Saved data entries
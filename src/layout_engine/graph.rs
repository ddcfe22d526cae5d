use serde::{Deserialize, Serialize};

use crate::sys::geometry::{Point, Rect};

#[derive(Clone, Copy, Debug, PartialEq, Eq, Serialize, Deserialize)]
#[serde(rename_all = "snake_case")]
pub enum Orientation {
    Horizontal,
    Vertical,
}

#[derive(
    Clone,
    Copy,
    Debug,
    PartialEq,
    Eq,
    Hash,
    Serialize,
    Deserialize,
    strum_macros::EnumString,
    strum_macros::Display,
    strum_macros::VariantNames
)]
#[serde(rename_all = "snake_case")]
#[strum(serialize_all = "snake_case", ascii_case_insensitive)]
pub enum Direction {
    Left,
    Right,
    Up,
    Down,
}

impl Direction {
    pub const ALL: [Direction; 4] =
        [Direction::Left, Direction::Right, Direction::Up, Direction::Down];

    pub fn orientation(self) -> Orientation {
        match self {
            Direction::Left | Direction::Right => Orientation::Horizontal,
            Direction::Up | Direction::Down => Orientation::Vertical,
        }
    }

    pub fn opposite(self) -> Direction {
        match self {
            Direction::Left => Direction::Right,
            Direction::Right => Direction::Left,
            Direction::Up => Direction::Down,
            Direction::Down => Direction::Up,
        }
    }

    /// Whether `to` lies strictly on this side of `from`.
    pub fn points_toward(self, from: Point, to: Point) -> bool {
        match self {
            Direction::Left => to.x < from.x,
            Direction::Right => to.x > from.x,
            Direction::Up => to.y < from.y,
            Direction::Down => to.y > from.y,
        }
    }

    /// Overlap of `a` and `b` along the axis perpendicular to travel.
    pub fn orthogonal_overlap(self, a: &Rect, b: &Rect) -> f64 {
        match self.orientation() {
            Orientation::Horizontal => a.vertical_overlap(b),
            Orientation::Vertical => a.horizontal_overlap(b),
        }
    }
}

REQUIREMENT: Given the word "PartialEq", show every line of the records that contains it.

ANSWER SPACE:
#[derive(Clone, Copy, Debug, PartialEq, Eq, Serialize, Deserialize)]
    PartialEq,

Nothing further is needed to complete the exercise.